▶ **Work required**
Write out all the data again, exactly as shown.

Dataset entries

--- START ---

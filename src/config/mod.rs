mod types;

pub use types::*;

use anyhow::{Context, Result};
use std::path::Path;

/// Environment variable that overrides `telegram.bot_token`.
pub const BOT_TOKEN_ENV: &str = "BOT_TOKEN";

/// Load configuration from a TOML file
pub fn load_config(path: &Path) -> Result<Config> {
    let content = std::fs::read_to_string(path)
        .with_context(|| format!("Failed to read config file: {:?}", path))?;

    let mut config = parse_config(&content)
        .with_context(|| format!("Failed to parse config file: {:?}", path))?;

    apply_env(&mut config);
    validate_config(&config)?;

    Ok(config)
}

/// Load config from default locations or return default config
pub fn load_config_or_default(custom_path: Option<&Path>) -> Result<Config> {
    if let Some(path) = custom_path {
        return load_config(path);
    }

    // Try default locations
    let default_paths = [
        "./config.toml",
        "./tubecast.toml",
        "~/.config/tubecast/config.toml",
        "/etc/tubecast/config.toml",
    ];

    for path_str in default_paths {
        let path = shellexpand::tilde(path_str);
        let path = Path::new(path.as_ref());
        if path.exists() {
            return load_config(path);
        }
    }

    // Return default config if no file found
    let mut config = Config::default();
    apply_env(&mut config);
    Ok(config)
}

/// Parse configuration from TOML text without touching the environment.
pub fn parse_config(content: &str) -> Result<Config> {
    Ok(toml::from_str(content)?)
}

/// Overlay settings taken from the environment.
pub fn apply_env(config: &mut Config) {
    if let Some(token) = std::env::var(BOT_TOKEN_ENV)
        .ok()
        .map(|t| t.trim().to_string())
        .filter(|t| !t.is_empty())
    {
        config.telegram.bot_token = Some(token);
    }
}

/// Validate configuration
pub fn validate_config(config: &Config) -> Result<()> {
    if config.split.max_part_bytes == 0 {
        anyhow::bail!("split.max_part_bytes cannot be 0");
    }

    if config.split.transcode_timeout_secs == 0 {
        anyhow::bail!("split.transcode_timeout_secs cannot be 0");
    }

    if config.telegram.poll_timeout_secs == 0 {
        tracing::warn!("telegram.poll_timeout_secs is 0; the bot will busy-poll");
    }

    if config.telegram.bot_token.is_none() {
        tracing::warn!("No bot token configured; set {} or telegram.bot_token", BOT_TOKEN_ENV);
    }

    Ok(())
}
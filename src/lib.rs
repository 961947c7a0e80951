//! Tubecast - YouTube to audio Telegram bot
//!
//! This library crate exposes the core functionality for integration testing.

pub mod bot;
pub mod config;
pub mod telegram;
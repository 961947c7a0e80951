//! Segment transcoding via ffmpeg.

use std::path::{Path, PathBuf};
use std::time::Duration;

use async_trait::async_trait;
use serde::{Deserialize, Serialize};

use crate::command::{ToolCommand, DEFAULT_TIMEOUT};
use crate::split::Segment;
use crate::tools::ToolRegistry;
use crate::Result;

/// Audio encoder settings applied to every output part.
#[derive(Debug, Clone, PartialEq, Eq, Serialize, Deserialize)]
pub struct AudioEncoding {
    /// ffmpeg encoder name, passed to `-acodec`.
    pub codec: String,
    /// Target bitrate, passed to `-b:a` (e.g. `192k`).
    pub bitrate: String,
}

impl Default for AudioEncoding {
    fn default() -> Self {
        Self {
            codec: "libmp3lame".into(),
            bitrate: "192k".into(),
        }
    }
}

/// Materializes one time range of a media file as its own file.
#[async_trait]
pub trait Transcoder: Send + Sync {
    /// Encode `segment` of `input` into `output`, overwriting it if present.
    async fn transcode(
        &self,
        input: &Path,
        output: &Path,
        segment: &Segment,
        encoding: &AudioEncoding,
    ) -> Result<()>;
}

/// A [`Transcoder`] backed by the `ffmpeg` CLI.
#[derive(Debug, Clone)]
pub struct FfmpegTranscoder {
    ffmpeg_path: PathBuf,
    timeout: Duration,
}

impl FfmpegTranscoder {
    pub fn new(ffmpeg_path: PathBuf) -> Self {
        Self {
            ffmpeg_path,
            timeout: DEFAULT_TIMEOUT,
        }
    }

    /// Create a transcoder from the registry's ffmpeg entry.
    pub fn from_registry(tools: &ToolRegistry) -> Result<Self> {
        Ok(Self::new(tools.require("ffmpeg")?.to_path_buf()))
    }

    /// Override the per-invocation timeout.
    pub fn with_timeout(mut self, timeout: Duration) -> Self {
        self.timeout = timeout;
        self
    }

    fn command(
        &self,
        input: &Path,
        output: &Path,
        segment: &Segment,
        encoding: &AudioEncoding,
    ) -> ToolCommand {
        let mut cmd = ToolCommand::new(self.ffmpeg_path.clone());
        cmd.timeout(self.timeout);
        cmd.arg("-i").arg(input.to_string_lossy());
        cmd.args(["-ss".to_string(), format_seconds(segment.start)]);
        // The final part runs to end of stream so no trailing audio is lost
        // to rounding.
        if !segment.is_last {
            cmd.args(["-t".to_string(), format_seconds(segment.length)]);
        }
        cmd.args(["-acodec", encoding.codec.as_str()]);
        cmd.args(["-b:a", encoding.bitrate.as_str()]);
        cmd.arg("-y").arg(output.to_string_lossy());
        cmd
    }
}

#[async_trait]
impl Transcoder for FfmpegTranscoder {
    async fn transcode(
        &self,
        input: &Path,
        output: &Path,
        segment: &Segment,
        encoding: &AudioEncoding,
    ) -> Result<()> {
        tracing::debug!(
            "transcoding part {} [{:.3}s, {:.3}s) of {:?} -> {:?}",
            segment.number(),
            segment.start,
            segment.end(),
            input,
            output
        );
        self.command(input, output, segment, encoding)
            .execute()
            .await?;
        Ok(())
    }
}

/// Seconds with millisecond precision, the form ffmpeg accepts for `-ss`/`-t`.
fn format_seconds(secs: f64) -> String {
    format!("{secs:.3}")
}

--- END ---

▶ **Problem solution**
filename src/config/mod.rs
mod types;

pub use types::*;

use anyhow::{Context, Result};
use std::path::Path;

/// Environment variable that overrides `telegram.bot_token`.
pub const BOT_TOKEN_ENV: &str = "BOT_TOKEN";

/// Load configuration from a TOML file
pub fn load_config(path: &Path) -> Result<Config> {
    let content = std::fs::read_to_string(path)
        .with_context(|| format!("Failed to read config file: {:?}", path))?;

    let mut config = parse_config(&content)
        .with_context(|| format!("Failed to parse config file: {:?}", path))?;

    apply_env(&mut config);
    validate_config(&config)?;

    Ok(config)
}

/// Load config from default locations or return default config
pub fn load_config_or_default(custom_path: Option<&Path>) -> Result<Config> {
    if let Some(path) = custom_path {
        return load_config(path);
    }

    // Try default locations
    let default_paths = [
        "./config.toml",
        "./tubecast.toml",
        "~/.config/tubecast/config.toml",
        "/etc/tubecast/config.toml",
    ];

    for path_str in default_paths {
        let path = shellexpand::tilde(path_str);
        let path = Path::new(path.as_ref());
        if path.exists() {
            return load_config(path);
        }
    }

    // Return default config if no file found
    let mut config = Config::default();
    apply_env(&mut config);
    Ok(config)
}

/// Parse configuration from TOML text without touching the environment.
pub fn parse_config(content: &str) -> Result<Config> {
    Ok(toml::from_str(content)?)
}

/// Overlay settings taken from the environment.
pub fn apply_env(config: &mut Config) {
    if let Some(token) = std::env::var(BOT_TOKEN_ENV)
        .ok()
        .map(|t| t.trim().to_string())
        .filter(|t| !t.is_empty())
    {
        config.telegram.bot_token = Some(token);
    }
}

/// Validate configuration
pub fn validate_config(config: &Config) -> Result<()> {
    if config.split.max_part_bytes == 0 {
        anyhow::bail!("split.max_part_bytes cannot be 0");
    }

    if config.split.transcode_timeout_secs == 0 {
        anyhow::bail!("split.transcode_timeout_secs cannot be 0");
    }

    if config.telegram.poll_timeout_secs == 0 {
        tracing::warn!("telegram.poll_timeout_secs is 0; the bot will busy-poll");
    }

    if config.telegram.bot_token.is_none() {
        tracing::warn!("No bot token configured; set {} or telegram.bot_token", BOT_TOKEN_ENV);
    }

    Ok(())
}
filename src/lib.rs
repository 961947c7a0e80951
//! Tubecast - YouTube to audio Telegram bot
//!
//! This library crate exposes the core functionality for integration testing.

pub mod bot;
pub mod config;
pub mod telegram;
repository 961947c7a0e80951
//! Segment transcoding via ffmpeg.

use std::path::{Path, PathBuf};
use std::time::Duration;

use async_trait::async_trait;
use serde::{Deserialize, Serialize};

use crate::command::{ToolCommand, DEFAULT_TIMEOUT};
use crate::split::Segment;
use crate::tools::ToolRegistry;
use crate::Result;

/// Audio encoder settings applied to every output part.
#[derive(Debug, Clone, PartialEq, Eq, Serialize, Deserialize)]
pub struct AudioEncoding {
    /// ffmpeg encoder name, passed to `-acodec`.
    pub codec: String,
    /// Target bitrate, passed to `-b:a` (e.g. `192k`).
    pub bitrate: String,
}

impl Default for AudioEncoding {
    fn default() -> Self {
        Self {
            codec: "libmp3lame".into(),
            bitrate: "192k".into(),
        }
    }
}

/// Materializes one time range of a media file as its own file.
#[async_trait]
pub trait Transcoder: Send + Sync {
    /// Encode `segment` of `input` into `output`, overwriting it if present.
    async fn transcode(
        &self,
        input: &Path,
        output: &Path,
        segment: &Segment,
        encoding: &AudioEncoding,
    ) -> Result<()>;
}

/// A [`Transcoder`] backed by the `ffmpeg` CLI.
#[derive(Debug, Clone)]
pub struct FfmpegTranscoder {
    ffmpeg_path: PathBuf,
    timeout: Duration,
}

impl FfmpegTranscoder {
    pub fn new(ffmpeg_path: PathBuf) -> Self {
        Self {
            ffmpeg_path,
            timeout: DEFAULT_TIMEOUT,
        }
    }

    /// Create a transcoder from the registry's ffmpeg entry.
    pub fn from_registry(tools: &ToolRegistry) -> Result<Self> {
        Ok(Self::new(tools.require("ffmpeg")?.to_path_buf()))
    }

    /// Override the per-invocation timeout.
    pub fn with_timeout(mut self, timeout: Duration) -> Self {
        self.timeout = timeout;
        self
    }

    fn command(
        &self,
        input: &Path,
        output: &Path,
        segment: &Segment,
        encoding: &AudioEncoding,
    ) -> ToolCommand {
        let mut cmd = ToolCommand::new(self.ffmpeg_path.clone());
        cmd.timeout(self.timeout);
        cmd.arg("-i").arg(input.to_string_lossy());
        cmd.args(["-ss".to_string(), format_seconds(segment.start)]);
        // The final part runs to end of stream so no trailing audio is lost
        // to rounding.
        if !segment.is_last {
            cmd.args(["-t".to_string(), format_seconds(segment.length)]);
        }
        cmd.args(["-acodec", encoding.codec.as_str()]);
        cmd.args(["-b:a", encoding.bitrate.as_str()]);
        cmd.arg("-y").arg(output.to_string_lossy());
        cmd
    }
}

#[async_trait]
impl Transcoder for FfmpegTranscoder {
    async fn transcode(
        &self,
        input: &Path,
        output: &Path,
        segment: &Segment,
        encoding: &AudioEncoding,
    ) -> Result<()> {
        tracing::debug!(
            "transcoding part {} [{:.3}s, {:.3}s) of {:?} -> {:?}",
            segment.number(),
            segment.start,
            segment.end(),
            input,
            output
        );
        self.command(input, output, segment, encoding)
            .execute()
            .await?;
        Ok(())
    }
}

/// Seconds with millisecond precision, the form ffmpeg accepts for `-ss`/`-t`.
fn format_seconds(secs: f64) -> String {
    format!("{secs:.3}")
}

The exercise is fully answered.